The Deepwater Horizon drilling rig, owned by Transocean and operated by BP, was a deep water rig positioned in the Gulf about 48 miles south of the Louisiana coast. It had drilled the deepest oil well in history, at more than 35,000 feet, in late 2009, and at the time of the explosion was drilling in an area called Mississippi Canyon Block 252. The explosion occurred on April 20, 2010, when a blowout, typically the result of a failure in pressure control systems, killed eleven workers on the rig and created a fireball visible for miles. The rig sank, while the well, located over 4,000 feet underwater, continued gushing and caused the massive oil spill.

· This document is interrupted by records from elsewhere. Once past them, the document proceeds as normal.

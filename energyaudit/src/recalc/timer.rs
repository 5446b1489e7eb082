use std::sync::{Mutex, MutexGuard, PoisonError};
use std::time::Duration;
use tokio::task::JoinHandle;

/// Single-shot timer that restarts on every `schedule` call.
///
/// Must be used from within a Tokio runtime.
#[derive(Debug, Default)]
pub struct DebounceTimer {
    handle: Mutex<Option<JoinHandle<()>>>,
}

impl DebounceTimer {
    pub fn new() -> Self {
        Self::default()
    }

    fn slot(&self) -> MutexGuard<'_, Option<JoinHandle<()>>> {
        self.handle.lock().unwrap_or_else(PoisonError::into_inner)
    }

    /// Run `on_fire` after `delay`, replacing any pending schedule
    pub fn schedule<F>(&self, delay: Duration, on_fire: F)
    where
        F: FnOnce() + Send + 'static,
    {
        let mut slot = self.slot();
        if let Some(previous) = slot.take() {
            previous.abort();
        }
        *slot = Some(tokio::spawn(async move {
            tokio::time::sleep(delay).await;
            on_fire();
        }));
    }

    /// Cancel the pending schedule. Returns true if one was pending.
    pub fn cancel(&self) -> bool {
        match self.slot().take() {
            Some(handle) if !handle.is_finished() => {
                handle.abort();
                true
            }
            _ => false,
        }
    }

    pub fn is_pending(&self) -> bool {
        self.slot().as_ref().is_some_and(|h| !h.is_finished())
    }
}

impl Drop for DebounceTimer {
    fn drop(&mut self) {
        self.cancel();
    }
}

A crew of 126 people was on the rig at the time, including a visiting group of Transocean and BP executives. Nearly all the survivors suffered injury. The person with the worst injuries, according to Bloomberg, is Buddy Trahan, a Transocean executive who suffered twelve broken bones when the explosion threw him thirty feet through a wall and buried him under rubble. A crew member freed him from the wreckage and found that a door hinge had nearly pierced his carotid artery. Trahan and numerous other individuals sued BP and other companies for negligence. Businesses and individuals affected by the explosion, including fishermen and tour companies, also have claims pending. State and federal governments have claims against various companies for damages and regulatory infractions.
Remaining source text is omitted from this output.